** EXTRACTED RECORDS **
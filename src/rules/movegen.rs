//! Path-based move generation
//!
//! A piece moves along paths: ordered lists of single-step deltas applied
//! cumulatively from its square. Each path is walked until one of:
//! - the next step leaves the board (not added)
//! - the next square holds a friendly piece (not added)
//! - the next square holds an enemy piece (added, then the path ends)
//!
//! Empty squares are added and the walk continues.

use crate::board::{Board, Color, Piece, Position};

/// Legal destinations for `piece` standing at `from`.
///
/// Destinations reachable along several paths appear once per path.
pub fn valid_moves(piece: &Piece, from: Position, board: &Board) -> Vec<Position> {
    let mut destinations = Vec::new();

    for path in &piece.config().moves {
        let mut current = from;
        for &step in path {
            let Some(next) = current.checked_add(step).filter(|&p| board.is_valid(p)) else {
                break;
            };
            match board.piece_at(next) {
                Some(occupant) if occupant.color() == piece.color() => break,
                Some(_) => {
                    // Capture ends the path
                    destinations.push(next);
                    break;
                }
                None => {
                    destinations.push(next);
                    current = next;
                }
            }
        }
    }

    destinations
}

/// Every piece of `color` that has at least one legal destination, with
/// its position and destinations, row-major.
pub fn movable_pieces(board: &Board, color: Color) -> Vec<(Piece, Position, Vec<Position>)> {
    board
        .pieces()
        .filter(|(_, p)| p.color() == color)
        .filter_map(|(pos, p)| {
            let moves = valid_moves(p, pos, board);
            (!moves.is_empty()).then(|| (p.clone(), pos, moves))
        })
        .collect()
}

/// Check if `color` can make any move at all
pub fn has_legal_move(board: &Board, color: Color) -> bool {
    board
        .pieces()
        .any(|(pos, p)| p.color() == color && !valid_moves(p, pos, board).is_empty())
}
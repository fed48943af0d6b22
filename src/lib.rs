//! Cragspider: a turn-based tactics game on a chess-like grid
//!
//! Two colors, White and Black, move pieces across a rectangular board.
//! Every piece kind is defined in configuration by a set of movement paths:
//! - A path is walked one delta at a time from the piece's square
//! - It stops at the board edge or at a friendly piece
//! - Landing on an enemy piece captures it and ends the path
//! - The side to move with no legal move loses
//!
//! # Architecture
//!
//! - [`board`]: Positions, pieces and the persistent [`Board`]
//! - [`rules`]: Path move generation and game termination
//! - [`config`]: YAML piece catalog, board layout and AI scoring profiles
//! - [`game`]: Turn orchestration over a series of board snapshots
//! - [`agent`]: Pluggable move-selection policies
//! - [`eval`]: Material scoring used by agents
//! - [`ui`]: egui front end with a background AI worker
//!
//! # Quick Start
//!
//! ```
//! use std::sync::Arc;
//! use cragspider::{Agent, Color, Game, GameConfig, RandomAgent};
//!
//! let config = Arc::new(GameConfig::embedded().unwrap());
//! let mut game = Game::new(config).unwrap();
//!
//! let agent = RandomAgent::new(Color::White);
//! let action = agent.next_move(game.board()).unwrap();
//! game.apply_action(&action).unwrap();
//!
//! assert_eq!(game.active_color(), Color::Black);
//! ```
//!
//! Boards never change in place: [`Board::move_piece`] and
//! [`Board::place_piece`] return a new board and leave the receiver as it
//! was, so snapshots can be handed to worker threads freely.

pub mod agent;
pub mod board;
pub mod config;
pub mod error;
pub mod eval;
pub mod game;
pub mod rules;
pub mod ui;

// Re-export commonly used types for convenience
pub use agent::{Action, Agent, GreedyAgent, RandomAgent};
pub use board::{Board, Color, Move, Piece, PieceId, Position, Square};
pub use config::{AiConfig, AiPlayerConfig, GameConfig, PieceConfig};
pub use error::{Error, Result};
pub use eval::BoardScorer;
pub use game::{Game, Player};
pub use rules::{EndReason, Outcome};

** EXERCISE **
Give all of the entries again, word for word.

** ANSWER SPACE **
filename src/rules/movegen.rs
//! Path-based move generation
//!
//! A piece moves along paths: ordered lists of single-step deltas applied
//! cumulatively from its square. Each path is walked until one of:
//! - the next step leaves the board (not added)
//! - the next square holds a friendly piece (not added)
//! - the next square holds an enemy piece (added, then the path ends)
//!
//! Empty squares are added and the walk continues.

use crate::board::{Board, Color, Piece, Position};

/// Legal destinations for `piece` standing at `from`.
///
/// Destinations reachable along several paths appear once per path.
pub fn valid_moves(piece: &Piece, from: Position, board: &Board) -> Vec<Position> {
    let mut destinations = Vec::new();

    for path in &piece.config().moves {
        let mut current = from;
        for &step in path {
            let Some(next) = current.checked_add(step).filter(|&p| board.is_valid(p)) else {
                break;
            };
            match board.piece_at(next) {
                Some(occupant) if occupant.color() == piece.color() => break,
                Some(_) => {
                    // Capture ends the path
                    destinations.push(next);
                    break;
                }
                None => {
                    destinations.push(next);
                    current = next;
                }
            }
        }
    }

    destinations
}

/// Every piece of `color` that has at least one legal destination, with
/// its position and destinations, row-major.
pub fn movable_pieces(board: &Board, color: Color) -> Vec<(Piece, Position, Vec<Position>)> {
    board
        .pieces()
        .filter(|(_, p)| p.color() == color)
        .filter_map(|(pos, p)| {
            let moves = valid_moves(p, pos, board);
            (!moves.is_empty()).then(|| (p.clone(), pos, moves))
        })
        .collect()
}

/// Check if `color` can make any move at all
pub fn has_legal_move(board: &Board, color: Color) -> bool {
    board
        .pieces()
        .any(|(pos, p)| p.color() == color && !valid_moves(p, pos, board).is_empty())
}
repository fed48943af0d6b22
filename src/lib.rs
//! Cragspider: a turn-based tactics game on a chess-like grid
//!
//! Two colors, White and Black, move pieces across a rectangular board.
//! Every piece kind is defined in configuration by a set of movement paths:
//! - A path is walked one delta at a time from the piece's square
//! - It stops at the board edge or at a friendly piece
//! - Landing on an enemy piece captures it and ends the path
//! - The side to move with no legal move loses
//!
//! # Architecture
//!
//! - [`board`]: Positions, pieces and the persistent [`Board`]
//! - [`rules`]: Path move generation and game termination
//! - [`config`]: YAML piece catalog, board layout and AI scoring profiles
//! - [`game`]: Turn orchestration over a series of board snapshots
//! - [`agent`]: Pluggable move-selection policies
//! - [`eval`]: Material scoring used by agents
//! - [`ui`]: egui front end with a background AI worker
//!
//! # Quick Start
//!
//! ```
//! use std::sync::Arc;
//! use cragspider::{Agent, Color, Game, GameConfig, RandomAgent};
//!
//! let config = Arc::new(GameConfig::embedded().unwrap());
//! let mut game = Game::new(config).unwrap();
//!
//! let agent = RandomAgent::new(Color::White);
//! let action = agent.next_move(game.board()).unwrap();
//! game.apply_action(&action).unwrap();
//!
//! assert_eq!(game.active_color(), Color::Black);
//! ```
//!
//! Boards never change in place: [`Board::move_piece`] and
//! [`Board::place_piece`] return a new board and leave the receiver as it
//! was, so snapshots can be handed to worker threads freely.

pub mod agent;
pub mod board;
pub mod config;
pub mod error;
pub mod eval;
pub mod game;
pub mod rules;
pub mod ui;

// Re-export commonly used types for convenience
pub use agent::{Action, Agent, GreedyAgent, RandomAgent};
pub use board::{Board, Color, Move, Piece, PieceId, Position, Square};
pub use config::{AiConfig, AiPlayerConfig, GameConfig, PieceConfig};
pub use error::{Error, Result};
pub use eval::BoardScorer;
pub use game::{Game, Player};
pub use rules::{EndReason, Outcome};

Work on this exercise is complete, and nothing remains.